Subcutaneous adipose tissue was removed from C57BL/6 mice aged 6–7 weeks, and lipid-filled mature adipocytes were prepared and cultured in ceiling cultures as previously described8,20 (see Supplementary material online for details). As before, these cells were referred to as dedifferentiated adipocytes (DFAT cells).8 Adipose stromal cells (ASC) were prepared and cultured as previously described.8 The investigation conformed to the Guide for the Care and Use of Laboratory Animals published by the US National Institutes of Health (NIH Publications No. 85-23, revised 1996), and had been approved by the Institutional Review Board of the University of California, Los Angeles.
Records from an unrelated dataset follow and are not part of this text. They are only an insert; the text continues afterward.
//! Line-oriented terminal front-end.
//!
//! A reader thread forwards stdin lines over a channel; the driver loop owns
//! the session and interleaves those lines with clock ticks and mover work.

use std::io::{self, BufRead, Write};
use std::ops::ControlFlow;
use std::sync::mpsc::channel;
use std::thread;
use std::time::Instant;

use tracing::{debug, warn};

use crate::config::{PlayerMode, TIME_OPTIONS_MINUTES};
use crate::game_state::chess_types::PieceKind;
use crate::rules::position::ChessPosition;
use crate::session::driver::{LoopEvent, MatchDriver};
use crate::session::notifications::Severity;
use crate::session::types::{Actor, MoveOutcome, Reply, SessionCommand};
use crate::utils::algebraic::{algebraic_to_square, square_name};
use crate::utils::long_algebraic::{long_algebraic_to_move, looks_like_long_algebraic};
use crate::utils::render_game_state::render_board;

const HELP: &str = "\
commands:
  e2e4 | move e2e4       submit a move (append q/r/b/n to promote)
  click e2               board click (select, deselect or move)
  drop e7 e8             drag a unit from one square to another
  promote q|r|b|n        finish a pending promotion
  cancel                 drop a pending promotion
  offer | accept | reject
  resign
  new                    restart with the current settings
  mode pvp|pva-white|pva-black
  time 1|3|5|10|15       restart with a new clock length
  board | status | history | pgn
  help | quit";

/// Run the interactive loop until `quit` or end of input.
pub fn run_console(mut driver: MatchDriver) -> io::Result<()> {
    let (line_tx, line_rx) = channel::<String>();
    thread::spawn(move || {
        let stdin = io::stdin();
        for line in stdin.lock().lines() {
            let Ok(line) = line else {
                break;
            };
            if line_tx.send(line).is_err() {
                break;
            }
        }
    });

    let mut stdout = io::stdout();
    print_board(&driver, &mut stdout)?;
    stdout.flush()?;

    let mut failure: Option<io::Error> = None;
    driver.run(&line_rx, |driver, event| {
        let step = match event {
            LoopEvent::Input(line) => handle_command(driver, &line, &mut stdout),
            LoopEvent::Fired(replies) => report_fired(driver, &replies, &mut stdout).map(|_| false),
        };
        let step = step.and_then(|quit| stdout.flush().map(|_| quit));
        match step {
            Ok(false) => ControlFlow::Continue(()),
            Ok(true) => ControlFlow::Break(()),
            Err(err) => {
                failure = Some(err);
                ControlFlow::Break(())
            }
        }
    });

    match failure {
        Some(err) => Err(err),
        None => Ok(()),
    }
}

/// Handle one input line. Returns `true` when the user asked to quit.
pub fn handle_command(driver: &mut MatchDriver, line: &str, out: &mut impl Write) -> io::Result<bool> {
    let trimmed = line.trim();
    if trimmed.is_empty() {
        return Ok(false);
    }

    let mut parts = trimmed.split_whitespace();
    let cmd = parts.next().unwrap_or_default().to_ascii_lowercase();
    let args: Vec<&str> = parts.collect();
    debug!(cmd = %cmd, ?args, "console command");

    let command = match cmd.as_str() {
        "quit" | "exit" => return Ok(true),
        "help" => {
            writeln!(out, "{HELP}")?;
            return Ok(false);
        }
        "board" => {
            print_board(driver, out)?;
            return Ok(false);
        }
        "status" => {
            writeln!(out, "{}", status_line(driver))?;
            return Ok(false);
        }
        "history" => {
            print_history(driver, out)?;
            return Ok(false);
        }
        "pgn" => {
            match driver.session().export_pgn() {
                Ok(pgn) => writeln!(out, "{pgn}")?,
                Err(err) => writeln!(out, "error: {err}")?,
            }
            return Ok(false);
        }
        "move" => parse_move(args.first().copied()),
        "click" => args
            .first()
            .and_then(|s| algebraic_to_square(s).ok())
            .map(SessionCommand::SquareClicked)
            .ok_or_else(|| "usage: click <square>".to_owned()),
        "drop" => match (
            args.first().and_then(|s| algebraic_to_square(s).ok()),
            args.get(1).and_then(|s| algebraic_to_square(s).ok()),
        ) {
            (Some(from), Some(to)) => Ok(SessionCommand::PieceDropped { from, to }),
            _ => Err("usage: drop <from> <to>".to_owned()),
        },
        "promote" => args
            .first()
            .and_then(|s| s.chars().next())
            .and_then(PieceKind::from_fen_char)
            .map(SessionCommand::ResolvePromotion)
            .ok_or_else(|| "usage: promote q|r|b|n".to_owned()),
        "cancel" => Ok(SessionCommand::CancelPromotion),
        "offer" => Ok(SessionCommand::OfferDraw(Actor::Human)),
        "accept" => Ok(SessionCommand::AcceptDraw(Actor::Human)),
        "reject" => Ok(SessionCommand::RejectDraw(Actor::Human)),
        "resign" => Ok(SessionCommand::Resign(Actor::Human)),
        "new" => Ok(SessionCommand::NewMatch(None)),
        "mode" => parse_mode(args.first().copied()).map(|mode| {
            let mut config = driver.session().config().clone();
            config.mode = mode;
            SessionCommand::NewMatch(Some(config))
        }),
        "time" => parse_minutes(args.first().copied()).map(|minutes| {
            let mut config = driver.session().config().clone();
            config.minutes = minutes;
            SessionCommand::NewMatch(Some(config))
        }),
        _ if looks_like_long_algebraic(trimmed) => parse_move(Some(trimmed)),
        _ => Err(format!("unknown command '{trimmed}', try 'help'")),
    };

    let command = match command {
        Ok(command) => command,
        Err(usage) => {
            writeln!(out, "{usage}")?;
            return Ok(false);
        }
    };

    let redraw = matches!(
        command,
        SessionCommand::SubmitMove { .. }
            | SessionCommand::SquareClicked(_)
            | SessionCommand::PieceDropped { .. }
            | SessionCommand::ResolvePromotion(_)
            | SessionCommand::NewMatch(_)
    );
    let result = driver.submit(command, Instant::now());
    match &result {
        Ok(Reply::Move(MoveOutcome::Accepted(moved))) => writeln!(out, "played {}", moved.san)?,
        Ok(Reply::Move(MoveOutcome::NeedsPromotionChoice(_))) => {
            writeln!(out, "choose a promotion: promote q|r|b|n")?
        }
        Ok(Reply::Selection(Some(square))) => writeln!(out, "selected {}", square_name(*square))?,
        Ok(Reply::Selection(None)) => writeln!(out, "selection cleared")?,
        Ok(Reply::Ignored) => writeln!(out, "(ignored)")?,
        Ok(Reply::Done) | Ok(Reply::Ticked) | Err(_) => {}
    }

    print_notifications(driver, out)?;
    if redraw && result.is_ok() {
        print_board(driver, out)?;
    }
    writeln!(out, "{}", status_line(driver))?;
    Ok(false)
}

fn report_fired(driver: &mut MatchDriver, replies: &[Reply], out: &mut impl Write) -> io::Result<()> {
    let mut moved = false;
    for reply in replies {
        if let Reply::Move(MoveOutcome::Accepted(result)) = reply {
            writeln!(out, "{} plays {}", driver.session().mover_name(), result.san)?;
            moved = true;
        }
    }
    print_notifications(driver, out)?;
    if moved {
        print_board(driver, out)?;
    }
    writeln!(out, "{}", status_line(driver))?;
    Ok(())
}

fn parse_move(text: Option<&str>) -> Result<SessionCommand, String> {
    let text = text.ok_or_else(|| "usage: move <from><to>[promotion]".to_owned())?;
    let mv = long_algebraic_to_move(text).map_err(|err| err.to_string())?;
    Ok(SessionCommand::SubmitMove {
        from: mv.from,
        to: mv.to,
        promotion: mv.promotion,
        actor: Actor::Human,
    })
}

fn parse_mode(text: Option<&str>) -> Result<PlayerMode, String> {
    match text {
        Some("pvp") => Ok(PlayerMode::Pvp),
        Some("pva-white") => Ok(PlayerMode::PvaWhite),
        Some("pva-black") => Ok(PlayerMode::PvaBlack),
        _ => Err("usage: mode pvp|pva-white|pva-black".to_owned()),
    }
}

fn parse_minutes(text: Option<&str>) -> Result<u64, String> {
    text.and_then(|s| s.parse::<u64>().ok())
        .filter(|m| TIME_OPTIONS_MINUTES.contains(m))
        .ok_or_else(|| format!("usage: time {:?}", TIME_OPTIONS_MINUTES))
}

fn status_line(driver: &MatchDriver) -> String {
    let view = driver.session().view();
    format!(
        "[White {} | Black {}] {}",
        view.clocks[0].display, view.clocks[1].display, view.status
    )
}

fn print_board(driver: &MatchDriver, out: &mut impl Write) -> io::Result<()> {
    let session = driver.session();
    let view = session.view();
    writeln!(
        out,
        "{}",
        render_board(session.position(), view.orientation, &view.highlights)
    )?;
    let captured = |kinds: &[PieceKind]| kinds.iter().map(|k| k.fen_char()).collect::<String>();
    if !view.captured_by_white.is_empty() || !view.captured_by_black.is_empty() {
        writeln!(
            out,
            "captured by White: {}  by Black: {}",
            captured(&view.captured_by_white),
            captured(&view.captured_by_black)
        )?;
    }
    debug!(fen = %session.position().fen(), "board printed");
    Ok(())
}

fn print_history(driver: &MatchDriver, out: &mut impl Write) -> io::Result<()> {
    for pair in driver.session().view().history {
        writeln!(
            out,
            "{:>3}. {:<8} {}",
            pair.number,
            pair.white.as_deref().unwrap_or("..."),
            pair.black.as_deref().unwrap_or("")
        )?;
    }
    Ok(())
}

fn print_notifications(driver: &mut MatchDriver, out: &mut impl Write) -> io::Result<()> {
    for note in driver.session_mut().drain_notifications() {
        let tag = match note.severity {
            Severity::Info => "info",
            Severity::Warning => "warning",
            Severity::Error => {
                warn!(title = %note.title, "error surfaced to the user");
                "error"
            }
        };
        writeln!(out, "[{tag}] {}: {}", note.title, note.message)?;
    }
    Ok(())
}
For quantification of beating cardiomyocyte-like cells, adipocytes (1 × 105 cells/well) or DFAT cells (1 × 104 cells/well) were seeded in 24-well plates. The adipocytes initially floated on the medium, then sank, and attached to the bottom. Previous studies have shown that these cells are indistinguishable from cells grown in ceiling culture.21 BMP-4, Noggin, Dickkopf (Dkk)-1, or Wnt5a (all from R&D Systems, Minneapolis, MN, USA) were added when the cells were seeded, and the treatment media were changed after 5 days. Beating cell colonies were counted in all wells when untreated control colonies had started to beat.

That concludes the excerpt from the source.